Once every line below with "defines" has been counted, state the total and nothing else.
########################################
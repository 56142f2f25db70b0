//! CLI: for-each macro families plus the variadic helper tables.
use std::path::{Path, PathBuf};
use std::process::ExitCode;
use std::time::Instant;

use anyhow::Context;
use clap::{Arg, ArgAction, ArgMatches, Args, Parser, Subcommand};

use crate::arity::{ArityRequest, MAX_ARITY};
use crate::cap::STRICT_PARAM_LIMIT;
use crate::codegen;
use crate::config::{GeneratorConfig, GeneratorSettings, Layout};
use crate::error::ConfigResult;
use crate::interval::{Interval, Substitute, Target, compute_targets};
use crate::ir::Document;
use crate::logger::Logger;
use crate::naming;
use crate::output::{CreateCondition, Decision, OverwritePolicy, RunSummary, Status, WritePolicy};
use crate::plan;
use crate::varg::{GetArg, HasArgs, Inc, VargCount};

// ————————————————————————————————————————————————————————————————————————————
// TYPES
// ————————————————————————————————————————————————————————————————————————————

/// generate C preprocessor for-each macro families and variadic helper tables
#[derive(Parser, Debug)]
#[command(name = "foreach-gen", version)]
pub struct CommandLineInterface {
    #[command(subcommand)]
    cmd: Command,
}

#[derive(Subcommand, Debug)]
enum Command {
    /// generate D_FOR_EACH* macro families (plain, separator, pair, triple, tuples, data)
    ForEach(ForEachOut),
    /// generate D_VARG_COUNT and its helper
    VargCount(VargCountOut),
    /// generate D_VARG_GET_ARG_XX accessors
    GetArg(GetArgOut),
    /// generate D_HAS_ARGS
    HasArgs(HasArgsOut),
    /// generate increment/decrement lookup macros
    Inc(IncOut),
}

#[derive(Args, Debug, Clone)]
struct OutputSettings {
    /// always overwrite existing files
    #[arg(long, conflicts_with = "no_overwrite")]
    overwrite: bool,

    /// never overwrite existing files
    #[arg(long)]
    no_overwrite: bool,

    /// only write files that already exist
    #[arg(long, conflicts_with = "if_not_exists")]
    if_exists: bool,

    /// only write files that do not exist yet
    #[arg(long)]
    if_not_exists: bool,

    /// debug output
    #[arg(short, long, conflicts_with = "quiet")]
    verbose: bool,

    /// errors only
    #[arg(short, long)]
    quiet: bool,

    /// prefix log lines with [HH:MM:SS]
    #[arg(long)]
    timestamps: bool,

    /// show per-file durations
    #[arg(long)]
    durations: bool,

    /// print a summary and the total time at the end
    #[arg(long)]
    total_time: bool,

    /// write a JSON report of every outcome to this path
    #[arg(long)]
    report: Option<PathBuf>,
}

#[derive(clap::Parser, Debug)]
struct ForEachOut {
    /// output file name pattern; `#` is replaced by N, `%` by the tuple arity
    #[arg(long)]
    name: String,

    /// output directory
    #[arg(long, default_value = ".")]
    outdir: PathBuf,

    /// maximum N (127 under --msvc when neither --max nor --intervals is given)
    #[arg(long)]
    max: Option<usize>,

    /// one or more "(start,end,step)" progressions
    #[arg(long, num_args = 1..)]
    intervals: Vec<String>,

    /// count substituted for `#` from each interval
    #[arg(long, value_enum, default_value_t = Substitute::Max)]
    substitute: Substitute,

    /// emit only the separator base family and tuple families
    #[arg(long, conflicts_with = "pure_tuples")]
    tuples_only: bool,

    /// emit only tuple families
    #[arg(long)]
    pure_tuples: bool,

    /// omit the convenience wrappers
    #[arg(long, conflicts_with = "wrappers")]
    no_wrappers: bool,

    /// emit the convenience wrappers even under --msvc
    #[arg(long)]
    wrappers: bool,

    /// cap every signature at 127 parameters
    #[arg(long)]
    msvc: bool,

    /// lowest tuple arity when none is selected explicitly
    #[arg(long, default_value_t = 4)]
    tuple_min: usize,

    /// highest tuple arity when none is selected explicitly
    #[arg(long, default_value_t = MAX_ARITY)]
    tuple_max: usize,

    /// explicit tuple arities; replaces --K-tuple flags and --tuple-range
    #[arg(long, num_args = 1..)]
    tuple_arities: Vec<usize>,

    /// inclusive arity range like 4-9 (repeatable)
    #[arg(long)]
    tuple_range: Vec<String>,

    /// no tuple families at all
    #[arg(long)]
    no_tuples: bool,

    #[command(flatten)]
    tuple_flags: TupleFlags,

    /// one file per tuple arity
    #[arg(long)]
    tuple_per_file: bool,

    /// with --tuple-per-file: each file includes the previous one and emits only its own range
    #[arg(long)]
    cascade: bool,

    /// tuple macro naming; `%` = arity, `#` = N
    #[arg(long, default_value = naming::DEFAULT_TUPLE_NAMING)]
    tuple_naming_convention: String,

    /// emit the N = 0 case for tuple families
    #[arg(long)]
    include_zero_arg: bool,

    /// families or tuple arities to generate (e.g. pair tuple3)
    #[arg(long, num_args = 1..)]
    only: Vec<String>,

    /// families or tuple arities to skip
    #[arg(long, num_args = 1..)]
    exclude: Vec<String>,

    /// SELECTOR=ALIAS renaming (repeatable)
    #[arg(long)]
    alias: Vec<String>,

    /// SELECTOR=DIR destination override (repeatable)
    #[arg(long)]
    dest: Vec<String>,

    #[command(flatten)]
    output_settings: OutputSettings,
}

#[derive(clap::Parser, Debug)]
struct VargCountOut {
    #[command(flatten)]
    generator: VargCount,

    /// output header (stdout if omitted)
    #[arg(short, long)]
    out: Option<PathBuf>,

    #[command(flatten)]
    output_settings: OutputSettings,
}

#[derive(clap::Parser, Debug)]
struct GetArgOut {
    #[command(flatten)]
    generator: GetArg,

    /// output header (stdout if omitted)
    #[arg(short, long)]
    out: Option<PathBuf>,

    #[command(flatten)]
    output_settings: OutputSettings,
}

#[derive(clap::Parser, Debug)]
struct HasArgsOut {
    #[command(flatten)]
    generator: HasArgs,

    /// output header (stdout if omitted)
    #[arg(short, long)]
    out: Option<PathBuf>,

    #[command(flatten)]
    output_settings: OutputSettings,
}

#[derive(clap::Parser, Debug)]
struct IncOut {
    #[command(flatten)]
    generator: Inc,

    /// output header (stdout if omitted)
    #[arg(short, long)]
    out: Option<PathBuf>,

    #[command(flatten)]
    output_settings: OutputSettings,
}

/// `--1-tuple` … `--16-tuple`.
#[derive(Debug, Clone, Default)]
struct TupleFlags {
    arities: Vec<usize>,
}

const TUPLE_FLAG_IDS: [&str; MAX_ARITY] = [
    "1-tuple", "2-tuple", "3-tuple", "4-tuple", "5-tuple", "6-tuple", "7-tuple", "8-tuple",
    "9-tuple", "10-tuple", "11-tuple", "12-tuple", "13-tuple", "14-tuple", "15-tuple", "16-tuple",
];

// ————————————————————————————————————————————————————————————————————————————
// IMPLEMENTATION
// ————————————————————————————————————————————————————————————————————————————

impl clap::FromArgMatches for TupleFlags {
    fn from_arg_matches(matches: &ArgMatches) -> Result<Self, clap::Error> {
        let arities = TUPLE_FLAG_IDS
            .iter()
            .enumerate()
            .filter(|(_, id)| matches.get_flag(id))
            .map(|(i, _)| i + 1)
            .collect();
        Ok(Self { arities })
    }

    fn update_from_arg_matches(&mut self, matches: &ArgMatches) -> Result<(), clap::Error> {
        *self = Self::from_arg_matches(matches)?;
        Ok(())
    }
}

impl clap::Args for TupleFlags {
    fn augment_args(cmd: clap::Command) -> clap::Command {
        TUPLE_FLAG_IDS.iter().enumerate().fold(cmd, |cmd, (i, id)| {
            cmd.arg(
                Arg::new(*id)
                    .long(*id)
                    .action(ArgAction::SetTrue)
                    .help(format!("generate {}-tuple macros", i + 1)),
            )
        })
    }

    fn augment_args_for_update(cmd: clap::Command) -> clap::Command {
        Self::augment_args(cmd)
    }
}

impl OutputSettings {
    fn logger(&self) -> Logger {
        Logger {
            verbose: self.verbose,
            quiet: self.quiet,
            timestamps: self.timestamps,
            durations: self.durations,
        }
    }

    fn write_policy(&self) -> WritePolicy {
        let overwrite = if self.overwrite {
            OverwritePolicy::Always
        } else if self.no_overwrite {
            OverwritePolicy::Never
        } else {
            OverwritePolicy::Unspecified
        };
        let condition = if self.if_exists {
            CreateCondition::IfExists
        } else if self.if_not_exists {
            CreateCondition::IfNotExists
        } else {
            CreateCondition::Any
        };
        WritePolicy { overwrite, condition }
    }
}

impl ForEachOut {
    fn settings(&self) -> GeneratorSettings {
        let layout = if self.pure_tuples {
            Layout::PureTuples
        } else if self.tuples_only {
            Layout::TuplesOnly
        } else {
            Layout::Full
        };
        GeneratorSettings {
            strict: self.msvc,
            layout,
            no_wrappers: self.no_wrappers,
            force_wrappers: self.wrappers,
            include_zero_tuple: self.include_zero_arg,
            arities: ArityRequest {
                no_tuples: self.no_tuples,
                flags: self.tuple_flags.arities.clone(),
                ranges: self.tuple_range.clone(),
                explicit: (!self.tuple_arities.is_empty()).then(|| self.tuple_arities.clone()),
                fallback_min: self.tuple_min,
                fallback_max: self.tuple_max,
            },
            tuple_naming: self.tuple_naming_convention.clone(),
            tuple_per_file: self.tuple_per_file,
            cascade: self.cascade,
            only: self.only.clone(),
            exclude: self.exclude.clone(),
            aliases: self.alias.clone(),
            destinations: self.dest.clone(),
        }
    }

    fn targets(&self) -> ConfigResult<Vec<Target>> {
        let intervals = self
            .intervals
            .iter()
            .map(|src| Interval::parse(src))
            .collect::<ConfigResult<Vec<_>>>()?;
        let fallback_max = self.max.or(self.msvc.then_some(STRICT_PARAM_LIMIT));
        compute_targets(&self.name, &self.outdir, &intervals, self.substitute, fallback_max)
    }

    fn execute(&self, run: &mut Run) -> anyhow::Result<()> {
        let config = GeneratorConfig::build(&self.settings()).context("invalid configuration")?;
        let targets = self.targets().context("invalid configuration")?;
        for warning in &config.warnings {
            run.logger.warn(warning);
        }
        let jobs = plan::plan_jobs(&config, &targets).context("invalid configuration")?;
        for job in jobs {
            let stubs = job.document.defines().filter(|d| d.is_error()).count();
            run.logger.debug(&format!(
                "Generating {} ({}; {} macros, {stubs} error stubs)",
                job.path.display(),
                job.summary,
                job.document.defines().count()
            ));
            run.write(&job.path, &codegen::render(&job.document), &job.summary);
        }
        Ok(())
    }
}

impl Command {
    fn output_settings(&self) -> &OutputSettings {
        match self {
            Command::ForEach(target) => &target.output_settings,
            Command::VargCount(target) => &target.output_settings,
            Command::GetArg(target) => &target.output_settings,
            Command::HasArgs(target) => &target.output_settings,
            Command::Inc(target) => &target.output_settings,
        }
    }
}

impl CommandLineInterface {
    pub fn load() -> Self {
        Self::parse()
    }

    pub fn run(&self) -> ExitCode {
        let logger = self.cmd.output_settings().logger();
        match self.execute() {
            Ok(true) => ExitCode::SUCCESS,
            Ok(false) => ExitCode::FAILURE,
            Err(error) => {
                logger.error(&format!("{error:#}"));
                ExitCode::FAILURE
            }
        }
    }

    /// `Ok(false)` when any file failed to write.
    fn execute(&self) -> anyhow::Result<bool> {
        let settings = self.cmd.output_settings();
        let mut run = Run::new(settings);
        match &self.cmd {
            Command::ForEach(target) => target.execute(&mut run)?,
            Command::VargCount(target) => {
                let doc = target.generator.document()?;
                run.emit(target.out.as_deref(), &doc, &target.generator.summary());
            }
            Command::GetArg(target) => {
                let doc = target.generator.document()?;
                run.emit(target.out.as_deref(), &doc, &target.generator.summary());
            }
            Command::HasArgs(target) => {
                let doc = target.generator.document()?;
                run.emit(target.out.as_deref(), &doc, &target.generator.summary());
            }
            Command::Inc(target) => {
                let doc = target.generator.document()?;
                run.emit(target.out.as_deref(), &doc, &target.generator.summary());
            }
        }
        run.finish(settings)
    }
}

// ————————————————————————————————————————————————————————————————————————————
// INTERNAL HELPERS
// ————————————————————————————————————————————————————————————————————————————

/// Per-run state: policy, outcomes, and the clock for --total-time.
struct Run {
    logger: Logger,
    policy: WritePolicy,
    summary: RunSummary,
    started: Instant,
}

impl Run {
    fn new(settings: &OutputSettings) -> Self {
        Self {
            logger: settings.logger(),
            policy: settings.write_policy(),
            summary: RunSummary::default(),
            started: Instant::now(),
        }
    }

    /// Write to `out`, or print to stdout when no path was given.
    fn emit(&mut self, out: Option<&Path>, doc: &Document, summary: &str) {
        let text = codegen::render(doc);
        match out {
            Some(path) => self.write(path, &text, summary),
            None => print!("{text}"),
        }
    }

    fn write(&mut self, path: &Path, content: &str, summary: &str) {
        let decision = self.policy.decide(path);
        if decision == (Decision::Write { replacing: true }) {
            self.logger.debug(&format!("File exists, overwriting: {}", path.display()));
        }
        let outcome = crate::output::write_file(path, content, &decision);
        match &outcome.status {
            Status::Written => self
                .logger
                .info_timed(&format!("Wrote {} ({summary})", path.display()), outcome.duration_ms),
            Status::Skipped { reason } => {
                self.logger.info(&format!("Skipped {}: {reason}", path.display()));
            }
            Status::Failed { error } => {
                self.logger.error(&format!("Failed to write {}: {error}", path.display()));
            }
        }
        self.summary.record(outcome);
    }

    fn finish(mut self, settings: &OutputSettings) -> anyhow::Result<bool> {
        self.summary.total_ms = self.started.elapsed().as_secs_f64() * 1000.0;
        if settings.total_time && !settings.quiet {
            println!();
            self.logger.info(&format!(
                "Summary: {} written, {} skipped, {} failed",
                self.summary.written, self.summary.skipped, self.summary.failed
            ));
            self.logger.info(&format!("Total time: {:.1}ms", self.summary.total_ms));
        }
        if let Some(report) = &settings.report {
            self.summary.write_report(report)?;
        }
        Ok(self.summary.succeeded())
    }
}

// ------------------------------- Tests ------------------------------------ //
########################################
• _WRITTEN ANSWER_: 2